The farm bill traditionally is a bipartisan effort, but House Republicans’ proposed changes to the main federal food-aid program in this year’s version have struck a nerve. To move it through efficiently, Agriculture Secretary Sonny Perdue says he’ll appeal to President Donald Trump.
“Well, obviously, he’s a big person to rely on and when he puts his shoulder to the grind there in Congress, then typically things happen,” Perdue said said Friday in Denver at a symposium on water conservation.
The House Agriculture Committee introduced their version of the 2018 farm bill in early April, and passed it April 18 without any Democratic support. In it are stricter work requirements for millions of low-income Americans who are on the Supplemental Nutrition Assistance Program, or SNAP.
Conservatives argue expanding work requirements will help SNAP recipients find employment and become self-sufficient, but Democrats have said the requirements would punish people who struggle to find work.
This isn’t a new debate: A push to expand work requirements nearly derailed the farm bill in 2014. But this time, Republicans are looking to up the maximum working age to 59 and include parents whose kids are older than six.
Perdue said the changes are worth pushing for, regardless of the contentious atmosphere it’s created.
“I think it’s entirely appropriate that when people are enjoying the generosity of the American taxpayer is that they should do something in return and that is learn how to work and get a job,” he said.
Former ag secretary Tom Vilsack said that while states could be doing a better job of preparing SNAP recipients for work, these individuals often face a number of challenges.
“They may be dealing with a substance abuse problem that they’re overcoming. They may be a veteran who’s having a little trouble readjusting,” he said at Friday’s symposium. “And sometimes it becomes very difficult to get those folks connected to work.”
Vilsack, who was part of the Obama administration, also noted that 44 percent live in a home where someone works.
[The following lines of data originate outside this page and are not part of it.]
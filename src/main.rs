//! TTS Studio is a command-line front end for cloud text-to-speech services,
//! with voice catalog caching, language and voice selection, and MP3 output.

// We'll silence Clippy on this one because of tracing macro
#![allow(clippy::unit_arg)]
#![warn(missing_docs)]
// Backends are used from a single-threaded runtime, so futures don't have to be Send
#![allow(async_fn_in_trait)]

use std::{convert::TryFrom, io::stderr};

use anyhow::{bail, Result};
use argh::from_env;
use catalog::{CatalogStore, VoiceCatalogCache};
use commands::execute;
use config::{Cli, Config};
use once_cell::sync::OnceCell;
use service::SpeechBackend;
use studio::Studio;
use tokio::{
    io::{stdin, stdout, BufReader},
    runtime,
};
use tracing::subscriber::set_global_default;
use tracing_subscriber::{EnvFilter, FmtSubscriber};

#[cfg(feature = "gctts")]
use {config::SpeechDriver, gctts::driver::GoogleCloudTextToSpeech, service::from_config::FromConfig};

static CONFIG: OnceCell<Config> = OnceCell::new();

/// Application configuration and CLI.
pub mod config;

/// Voice records and catalogs.
pub mod voice;

/// Voice catalog cache.
mod catalog;

/// Language and voice selection.
mod selection;

/// Text-to-speech interfaces.
mod synthesis;

/// Errors, that terminate user actions.
mod error;

/// Speech backend abstraction.
mod service;

/// Google-specific generated structs and keys
#[cfg(feature = "gctts")]
pub mod google;

/// Google Cloud Text-to-Speech module
#[cfg(feature = "gctts")]
mod gctts;

/// User session state.
mod studio;

/// Interactive session.
mod prompt;

/// CLI command execution.
mod commands;

fn main() -> Result<()> {
    let cli: Cli = from_env();
    CONFIG.set(Config::try_from(&cli)?).ok();

    let config = CONFIG.get().expect("Config was not set previously");

    // All user actions are sequential, so a single thread is enough.
    let runtime = runtime::Builder::new_current_thread().enable_all().build()?;

    runtime.block_on(run(&cli, config))
}

async fn run(cli: &Cli, config: &'static Config) -> Result<()> {
    set_global_default(
        FmtSubscriber::builder()
            .with_env_filter(EnvFilter::from_env("LOG_LEVEL"))
            .with_writer(stderr)
            .finish(),
    )?;

    match config.driver() {
        #[cfg(feature = "gctts")]
        Some(SpeechDriver::GoogleCloudTextToSpeech) => {
            let backend = GoogleCloudTextToSpeech::from_config(config).await?;

            run_with_backend(cli, config, backend).await
        }
        #[cfg(not(feature = "gctts"))]
        Some(_) => bail!("Configured speech driver is not supported by this build"),
        None => bail!("No speech driver configured"),
    }
}

async fn run_with_backend<B>(cli: &Cli, config: &Config, backend: B) -> Result<()>
where
    B: SpeechBackend,
{
    let mut cache = VoiceCatalogCache::new(config.catalog_ttl());

    if let Some(path) = config.catalog_store() {
        cache = cache.with_store(CatalogStore::new(path.clone()));
    }

    let mut studio = Studio::new(backend, cache);

    execute(
        &cli.command,
        config,
        &mut studio,
        BufReader::new(stdin()),
        &mut stdout(),
    )
    .await?;

    Ok(())
}
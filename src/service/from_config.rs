use std::error::Error;

/// Create a speech backend from provided config, possibly failing to do so.
///
/// This is an async version of [`TryFrom`].
///
/// [`TryFrom`]: std::convert::TryFrom
pub trait FromConfig<'c>
where
    Self: Sized,
{
    type Config: 'c;

    type Error: Error + Send + Sync + 'static;

    async fn from_config(config: Self::Config) -> Result<Self, Self::Error>;
}
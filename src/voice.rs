use std::{collections::HashSet, fmt};

use serde::{Deserialize, Serialize};
use tracing::warn;

/// Gender of a synthesized voice, as reported by speech backend.
#[derive(Serialize, Deserialize, Clone, Copy, Debug, PartialEq, Eq)]
#[serde(rename_all = "SCREAMING_SNAKE_CASE")]
pub enum VoiceGender {
    /// Backend did not specify voice gender.
    Unspecified,
    /// Male voice.
    Male,
    /// Female voice.
    Female,
    /// Gender-neutral voice.
    Neutral,
}

impl fmt::Display for VoiceGender {
    fn fmt(&self, f: &mut fmt::Formatter<'_>) -> fmt::Result {
        f.write_str(match self {
            VoiceGender::Unspecified => "UNSPECIFIED",
            VoiceGender::Male => "MALE",
            VoiceGender::Female => "FEMALE",
            VoiceGender::Neutral => "NEUTRAL",
        })
    }
}

/// Single voice, reported by speech backend.
///
/// Unlike backend-specific voice structs, [`VoiceRecord`] contains only plain
/// serializable values, so it can be freely stored and cached.
#[derive(Serialize, Deserialize, Clone, Debug, PartialEq, Eq)]
pub struct VoiceRecord {
    /// Unique voice identifier, required for speech synthesis.
    pub name: String,

    /// Locales, that this voice supports (`en-US`, `fr-FR`, etc.)
    pub language_codes: Vec<String>,

    /// Voice gender, required by some backends along with voice name.
    pub gender: VoiceGender,

    /// Natural sample rate of this voice. Informational only.
    pub sample_rate_hz: u32,
}

impl VoiceRecord {
    /// Check if voice supports provided locale.
    pub fn supports(&self, language: &str) -> bool {
        self.language_codes.iter().any(|code| code == language)
    }
}

/// Immutable list of voices, obtained from a single backend fetch.
///
/// Voice names are unique inside of a catalog. Catalog is serialized as a plain list,
/// but can only be built from a list of voices, that is de-duplicated on the way in.
#[derive(Serialize, Clone, Debug, Default, PartialEq, Eq)]
#[serde(transparent)]
pub struct VoiceCatalog {
    voices: Vec<VoiceRecord>,
}

impl VoiceCatalog {
    /// Get all voices in backend order.
    pub fn voices(&self) -> &[VoiceRecord] {
        &self.voices
    }

    /// Number of voices in catalog.
    pub fn len(&self) -> usize {
        self.voices.len()
    }

    /// Check if backend reported no voices.
    pub fn is_empty(&self) -> bool {
        self.voices.is_empty()
    }
}

impl From<Vec<VoiceRecord>> for VoiceCatalog {
    /// Build a catalog, keeping only the first voice for each name.
    fn from(voices: Vec<VoiceRecord>) -> Self {
        let mut seen = HashSet::with_capacity(voices.len());

        let voices = voices
            .into_iter()
            .filter(|voice| {
                let unique = seen.insert(voice.name.clone());

                if !unique {
                    warn!(name = %voice.name, "Backend reported duplicate voice name, skipping");
                }

                unique
            })
            .collect();

        Self { voices }
    }
}

#[cfg(test)]
pub(crate) mod tests {
    use serde_json::{from_str, to_string};
    use tracing_test::traced_test;

    use super::{VoiceCatalog, VoiceGender, VoiceRecord};

    pub(crate) fn voice(name: &str, languages: &[&str], gender: VoiceGender, rate: u32) -> VoiceRecord {
        VoiceRecord {
            name: String::from(name),
            language_codes: languages.iter().map(|l| String::from(*l)).collect(),
            gender,
            sample_rate_hz: rate,
        }
    }

    /// Two voice catalog, used across tests.
    pub(crate) fn test_catalog() -> VoiceCatalog {
        VoiceCatalog::from(vec![
            voice("en-A", &["en-US"], VoiceGender::Female, 24000),
            voice("fr-B", &["fr-FR"], VoiceGender::Male, 22050),
        ])
    }

    #[test]
    fn gender_serializes_as_backend_name() {
        assert_eq!(to_string(&VoiceGender::Female).unwrap(), r#""FEMALE""#);
        assert_eq!(
            from_str::<VoiceGender>(r#""UNSPECIFIED""#).unwrap(),
            VoiceGender::Unspecified
        );
        assert_eq!(VoiceGender::Neutral.to_string(), "NEUTRAL");
    }

    #[test]
    fn catalog_is_stored_as_plain_list() {
        let json = to_string(&test_catalog()).unwrap();

        assert!(json.starts_with('['));
        assert_eq!(
            VoiceCatalog::from(from_str::<Vec<VoiceRecord>>(&json).unwrap()),
            test_catalog()
        );
    }

    #[test]
    #[traced_test]
    fn catalog_keeps_first_duplicate() {
        let catalog = VoiceCatalog::from(vec![
            voice("en-A", &["en-US"], VoiceGender::Female, 24000),
            voice("en-A", &["en-GB"], VoiceGender::Male, 16000),
        ]);

        assert_eq!(catalog.len(), 1);
        assert_eq!(catalog.voices()[0].language_codes, vec!["en-US"]);
        assert!(logs_contain("Backend reported duplicate voice name"));
    }

    #[test]
    fn supports_any_listed_locale() {
        let voice = voice("multi", &["en-US", "en-GB"], VoiceGender::Neutral, 24000);

        assert!(voice.supports("en-GB"));
        assert!(!voice.supports("en"));
    }
}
While some states have pilot job-training and assistance programs in place, funded by the 2014 farm bill, developing the infrastructure to handle millions of SNAP recipients could be challenging. The Center on Budget and Policy Priorities, a nonpartisan think tank, estimates an effective job-training system for SNAP could cost $1 billion a month nationwide, while the House Ag Committee’s bill has budgeted $1 billion annually.
Vilsack said he hopes lawmakers will look to the states’ pilot programs for inspiration.
“I hope they don’t do something that appears to be a large program but isn’t completely thought-out and ends up not being successful,” he said.
- China tariffs: Perdue said he’s optimistic Treasury Secretary Steve Mnuchin and U.S. trade representative Robert Lighthizer will be successful in their negotiations with China this week. The two are scheduled to travel there this week. “For many years, China has just done what they wanted and not played by the rules and it’s time to call the question on that,” he said, adding that only the sorghum tariff has taken effect out of the 128 imports China said it plans to tax. But earlier reporting by Harvest Public Media confirmed that the Chinese tariff on U.S. pork took effect on April 4.
- NAFTA: Perdue acknowledged that time for renegotiating the North American Free Trade Agreement is running out. After that, Canada and Mexico will face tariffs on steel and aluminum. Still, Perdue said he’s optimistic that NAFTA can be renegotiated. “Ambassador Lighthizer’s been very busy obviously, but we believe there’s a deal to be made,” he said.